//! # nutriplan-core
//!
//! Constraint-based meal plan and recipe recommendation engine.
//!
//! This crate answers, for a user's calorie target and restrictions:
//! - Which dishes fill breakfast, lunch and dinner for the next few days?
//! - What else could replace one of them?
//! - Which recipe can be cooked, and with what substitutions?
//!
//! ## Key Guarantees
//!
//! 1. **Restriction-safe**: no plan or recipe contains a restricted ingredient
//! 2. **All-or-nothing**: a plan is complete or absent, never partial
//! 3. **Reproducible**: the random source is injected; a seed fixes the output
//! 4. **Shared knowledge**: the knowledge base is immutable behind an `Arc`
//!
//! ## Example
//!
//! ```rust,ignore
//! use nutriplan_core::{Engine, KnowledgeBase, RestrictionSet};
//!
//! let kb = KnowledgeBase::builtin()?;
//! let mut engine = Engine::seeded(kb, 42);
//! let restrictions = RestrictionSet::new().with_allergy("nueces");
//!
//! match engine.build_plan(3, 2000.0, &restrictions) {
//!     Some(plan) => println!("{} days planned", plan.days.len()),
//!     None => println!("Restrictions too strict"),
//! }
//! ```

pub mod config;
pub mod engine;
pub mod knowledge;
pub mod nutrition;
pub mod planner;
pub mod predicates;
pub mod recipes;
pub mod resolver;
pub mod substitution;
pub mod types;

#[cfg(test)]
mod test_support;

// Re-export main types at crate root
pub use config::{ConfigError, EngineConfig, MacroBalance, PercentRange, SlotSplit, StepRewrite};
pub use engine::Engine;
pub use knowledge::{KnowledgeBase, KnowledgeBaseError};
pub use nutrition::compute_nutrition;
pub use planner::{daily_target_for_goal, PlanAssembler};
pub use predicates::{Predicate, PredicateCheck, PredicateKind, Query};
pub use recipes::{RecipeGenerator, RecipeRequest};
pub use resolver::{CandidateResolver, Selection};
pub use substitution::{Adaptation, SubstitutionResolver};
pub use types::{
    AttemptTier, CatalogEntry, DayPlan, Difficulty, EngineStats, FoodItem, Goal, Ingredient,
    IngredientCategory, MealPlan, MealSlot, NutritionFacts, ParseEnumError, Recipe,
    RecipeIngredient, RecipeTemplate, ResolvedMeal, RestrictionSet, Substitution, Variation,
    WeeklyRecipeDay,
};

use thiserror::Error;

/// Message for a plan that cannot be assembled.
pub const RESTRICTIONS_TOO_STRICT: &str =
    "Could not build a plan with your restrictions. Try relaxing some of them.";

/// Errors that can occur while generating recipes
#[derive(Error, Debug)]
pub enum EngineError {
    #[error("No compatible recipe: {0}")]
    NoCompatibleRecipe(String),

    #[error("Invalid request: {0}")]
    InvalidRequest(String),

    #[error("Knowledge base error: {0}")]
    KnowledgeBase(#[from] KnowledgeBaseError),
}

#[cfg(test)]
mod tests {
    use super::*;
    use std::sync::Arc;

    #[test]
    fn test_basic_plan() {
        let kb = KnowledgeBase::builtin().unwrap();
        let mut engine = Engine::seeded(kb, 1);
        let plan = engine.build_plan(1, 1400.0, &RestrictionSet::new()).unwrap();

        assert_eq!(plan.days.len(), 1);
        assert!(plan.days[0].total_calories() > 0.0);
    }

    #[test]
    fn test_week_long_plan_on_builtin() {
        let kb = KnowledgeBase::builtin().unwrap();
        for seed in 0..10 {
            let mut engine = Engine::seeded(Arc::clone(&kb), seed);
            let plan = engine.build_plan(7, 1400.0, &RestrictionSet::new()).unwrap();
            assert_eq!(plan.days.len(), 7);
        }
    }

    #[test]
    fn test_restrictions_too_strict() {
        let kb = KnowledgeBase::builtin().unwrap();
        let mut engine = Engine::seeded(kb, 1);
        // Every builtin breakfast contains one of these.
        let restrictions = RestrictionSet::new()
            .with_allergy("huevo")
            .with_allergy("nueces")
            .with_unwanted("yogurt")
            .with_unwanted("proteína");
        assert!(engine.build_plan(1, 1400.0, &restrictions).is_none());
    }

    #[test]
    fn test_error_from_knowledge_base() {
        let err: EngineError = KnowledgeBase::from_yaml("version: [").unwrap_err().into();
        assert!(err.to_string().starts_with("Knowledge base error"));
    }
}
//! Allergen and unwanted-food filtering.

use crate::types::{FoodItem, Ingredient, IngredientCategory, RestrictionSet};

use super::{Predicate, PredicateKind, Query};

/// True if `name` and `term` overlap by substring in either direction.
/// Both are compared trimmed and lowercased; a blank side never matches.
pub fn matches_restriction(name: &str, term: &str) -> bool {
    let name = name.trim().to_lowercase();
    let term = term.trim().to_lowercase();
    if name.is_empty() || term.is_empty() {
        return false;
    }
    name.contains(&term) || term.contains(&name)
}

/// The first active restriction `name` matches, if any.
fn matching_term(name: &str, terms: &[String]) -> Option<String> {
    terms
        .iter()
        .find(|term| matches_restriction(name, term))
        .cloned()
}

/// True iff no ingredient tag of `item` matches an allergy or unwanted food.
pub fn is_admissible(item: &FoodItem, restrictions: &RestrictionSet) -> bool {
    first_violation(item, restrictions).is_none()
}

/// The first `(tag, restriction)` pair that makes `item` inadmissible.
pub fn first_violation(item: &FoodItem, restrictions: &RestrictionSet) -> Option<(String, String)> {
    let terms = restrictions.active_terms();
    if terms.is_empty() {
        return None;
    }
    item.ingredient_tags
        .iter()
        .find_map(|tag| matching_term(tag, &terms).map(|term| (tag.clone(), term)))
}

/// True iff the ingredient's name matches a restriction, or its category
/// is named by one (e.g. "dairy" or "lacteo").
pub fn ingredient_is_restricted(ingredient: &Ingredient, restrictions: &RestrictionSet) -> bool {
    restrictions.active_terms().iter().any(|term| {
        matches_restriction(&ingredient.name, term)
            || term.parse::<IngredientCategory>().ok() == Some(ingredient.category)
    })
}

/// Rejects items containing a restricted ingredient.
pub struct AdmissiblePredicate;

impl Predicate for AdmissiblePredicate {
    fn kind(&self) -> PredicateKind {
        PredicateKind::Admissible
    }

    fn holds(&self, item: &FoodItem, query: &Query<'_>) -> bool {
        is_admissible(item, query.restrictions)
    }

    fn detail(&self, item: &FoodItem, query: &Query<'_>) -> String {
        match first_violation(item, query.restrictions) {
            Some((tag, term)) => format!("ingredient '{}' matches restriction '{}'", tag, term),
            None => "no restricted ingredients".to_string(),
        }
    }
}
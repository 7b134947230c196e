//! Admissibility predicates over food items.
//!
//! Each predicate is a pure function of a fact and the query it is checked
//! against. The resolver runs them as an ordered pipeline, one per filtering
//! tier, and stops at the first that rejects an item.
//!
//! - **Meal slot**: the item is meant for the requested slot
//! - **Admissible**: no ingredient matches an allergy or unwanted food
//! - **Calorie range**: calories within a tolerance of the slot target
//! - **Macro balance**: protein/carb/fat shares within their ranges
//! - **Not already used**: the item has not been picked earlier in the plan

mod admissibility;
mod balance;
mod calories;
mod variety;

pub use admissibility::{
    first_violation, ingredient_is_restricted, is_admissible, matches_restriction,
    AdmissiblePredicate,
};
pub use balance::{is_macro_balanced, is_macro_balanced_within, macro_shares, MacroBalancePredicate};
pub use calories::{calorie_window, in_calorie_range, CalorieRangePredicate};
pub use variety::{has_ingredient_diversity, has_variety};

use serde::{Deserialize, Serialize};

use crate::config::EngineConfig;
use crate::types::{AttemptTier, FoodItem, MealSlot, RestrictionSet};

/// Identifies a predicate in logs and explanations.
#[derive(Debug, Clone, Copy, PartialEq, Eq, Hash, Serialize, Deserialize)]
#[serde(rename_all = "snake_case")]
pub enum PredicateKind {
    MealSlot,
    Admissible,
    CalorieRange,
    MacroBalance,
    NotAlreadyUsed,
}

impl PredicateKind {
    pub fn as_str(&self) -> &'static str {
        match self {
            PredicateKind::MealSlot => "meal_slot",
            PredicateKind::Admissible => "admissible",
            PredicateKind::CalorieRange => "calorie_range",
            PredicateKind::MacroBalance => "macro_balance",
            PredicateKind::NotAlreadyUsed => "not_already_used",
        }
    }
}

impl std::fmt::Display for PredicateKind {
    fn fmt(&self, f: &mut std::fmt::Formatter<'_>) -> std::fmt::Result {
        f.write_str(self.as_str())
    }
}

/// What an item is being checked against.
#[derive(Debug, Clone, Copy)]
pub struct Query<'a> {
    pub slot: MealSlot,
    pub target_calories: f64,
    pub restrictions: &'a RestrictionSet,
    pub already_used: &'a [String],
}

/// A single admissibility rule.
pub trait Predicate {
    /// Which rule this is.
    fn kind(&self) -> PredicateKind;

    /// Whether `item` satisfies the rule for `query`.
    fn holds(&self, item: &FoodItem, query: &Query<'_>) -> bool;

    /// Human-readable account of the values the rule looked at.
    fn detail(&self, item: &FoodItem, query: &Query<'_>) -> String;
}

/// Exact meal-slot match.
pub fn is_meal_slot(item: &FoodItem, slot: MealSlot) -> bool {
    item.meal_slot == slot
}

pub struct MealSlotPredicate;

impl Predicate for MealSlotPredicate {
    fn kind(&self) -> PredicateKind {
        PredicateKind::MealSlot
    }

    fn holds(&self, item: &FoodItem, query: &Query<'_>) -> bool {
        is_meal_slot(item, query.slot)
    }

    fn detail(&self, item: &FoodItem, query: &Query<'_>) -> String {
        format!("item is {}, requested {}", item.meal_slot, query.slot)
    }
}

/// Excludes items already picked earlier in the same plan.
pub struct NotAlreadyUsedPredicate;

impl Predicate for NotAlreadyUsedPredicate {
    fn kind(&self) -> PredicateKind {
        PredicateKind::NotAlreadyUsed
    }

    fn holds(&self, item: &FoodItem, query: &Query<'_>) -> bool {
        !query.already_used.iter().any(|used| *used == item.name)
    }

    fn detail(&self, item: &FoodItem, query: &Query<'_>) -> String {
        if self.holds(item, query) {
            "not yet used".to_string()
        } else {
            format!("'{}' already used", item.name)
        }
    }
}

/// The ordered predicates of a filtering tier.
pub fn pipeline(tier: AttemptTier, config: &EngineConfig) -> Vec<Box<dyn Predicate>> {
    match tier {
        AttemptTier::Strict => vec![
            Box::new(MealSlotPredicate),
            Box::new(AdmissiblePredicate),
            Box::new(CalorieRangePredicate::new(config.strict_tolerance)),
            Box::new(MacroBalancePredicate::new(config.macro_balance)),
            Box::new(NotAlreadyUsedPredicate),
        ],
        AttemptTier::Relaxed => vec![
            Box::new(MealSlotPredicate),
            Box::new(AdmissiblePredicate),
            Box::new(CalorieRangePredicate::new(config.relaxed_tolerance)),
        ],
    }
}

/// The first predicate in `predicates` that rejects `item`, if any.
pub fn first_rejection(
    predicates: &[Box<dyn Predicate>],
    item: &FoodItem,
    query: &Query<'_>,
) -> Option<PredicateKind> {
    predicates
        .iter()
        .find(|p| !p.holds(item, query))
        .map(|p| p.kind())
}

/// Outcome of one predicate for one item.
#[derive(Debug, Clone, Serialize, Deserialize, PartialEq)]
pub struct PredicateCheck {
    pub kind: PredicateKind,
    pub passed: bool,
    pub detail: String,
}

/// Run every strict-tier predicate against `item`, without short-circuiting.
pub fn explain(item: &FoodItem, query: &Query<'_>, config: &EngineConfig) -> Vec<PredicateCheck> {
    pipeline(AttemptTier::Strict, config)
        .iter()
        .map(|p| PredicateCheck {
            kind: p.kind(),
            passed: p.holds(item, query),
            detail: p.detail(item, query),
        })
        .collect()
}
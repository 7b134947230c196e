//! The default knowledge base shipped with the crate.

use lazy_static::lazy_static;
use std::sync::Arc;

use super::parser::{KnowledgeBase, KnowledgeBaseError};

const BUILTIN_YAML: &str = include_str!("../../data/knowledge_base.yaml");

lazy_static! {
    static ref BUILTIN: Result<Arc<KnowledgeBase>, String> = KnowledgeBase::from_yaml(BUILTIN_YAML)
        .map(Arc::new)
        .map_err(|e| e.to_string());
}

impl KnowledgeBase {
    /// The embedded default data set, parsed on first use and shared.
    pub fn builtin() -> Result<Arc<KnowledgeBase>, KnowledgeBaseError> {
        match &*BUILTIN {
            Ok(kb) => Ok(Arc::clone(kb)),
            Err(e) => Err(KnowledgeBaseError::ValidationError(format!(
                "embedded knowledge base is invalid: {}",
                e
            ))),
        }
    }
}

#[cfg(test)]
mod tests {
    use super::*;
    use crate::types::MealSlot;

    #[test]
    fn test_builtin_loads() {
        let kb = KnowledgeBase::builtin().unwrap();
        assert_eq!(kb.foods().len(), 21);
        assert_eq!(kb.ingredients().len(), 65);
        assert_eq!(kb.recipes().len(), 45);
    }

    #[test]
    fn test_builtin_is_shared() {
        let a = KnowledgeBase::builtin().unwrap();
        let b = KnowledgeBase::builtin().unwrap();
        assert!(Arc::ptr_eq(&a, &b));
    }

    #[test]
    fn test_builtin_stats() {
        let stats = KnowledgeBase::builtin().unwrap().stats();
        assert_eq!(stats.by_type["breakfast"], 10);
        assert_eq!(stats.by_type["lunch"], 14);
        assert_eq!(stats.by_type["dinner"], 14);
        assert_eq!(stats.by_type["snack"], 7);
        assert_eq!(stats.by_difficulty["easy"], 28);
        assert_eq!(stats.by_difficulty["medium"], 15);
        assert_eq!(stats.by_difficulty["hard"], 2);
        assert_eq!(stats.foods_by_slot["breakfast"], 7);
        assert_eq!(stats.foods_by_slot["lunch"], 7);
        assert_eq!(stats.foods_by_slot["dinner"], 7);
    }

    #[test]
    fn test_builtin_food_tags_are_lowercase() {
        let kb = KnowledgeBase::builtin().unwrap();
        for food in kb.foods() {
            assert!(MealSlot::PLAN_SLOTS.contains(&food.meal_slot));
            for tag in &food.ingredient_tags {
                assert_eq!(tag, &tag.to_lowercase(), "{} has tag {}", food.name, tag);
            }
        }
    }
}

Exercise prompt
Only those lines of the entries above that run from the line containing "and unwanted-food filtering." to the line containing "or unwanted food.", both included, should be transcribed exactly.

Task solution
//! Allergen and unwanted-food filtering.

use crate::types::{FoodItem, Ingredient, IngredientCategory, RestrictionSet};

use super::{Predicate, PredicateKind, Query};

/// True if `name` and `term` overlap by substring in either direction.
/// Both are compared trimmed and lowercased; a blank side never matches.
pub fn matches_restriction(name: &str, term: &str) -> bool {
    let name = name.trim().to_lowercase();
    let term = term.trim().to_lowercase();
    if name.is_empty() || term.is_empty() {
        return false;
    }
    name.contains(&term) || term.contains(&name)
}

/// The first active restriction `name` matches, if any.
fn matching_term(name: &str, terms: &[String]) -> Option<String> {
    terms
        .iter()
        .find(|term| matches_restriction(name, term))
        .cloned()
}

/// True iff no ingredient tag of `item` matches an allergy or unwanted food.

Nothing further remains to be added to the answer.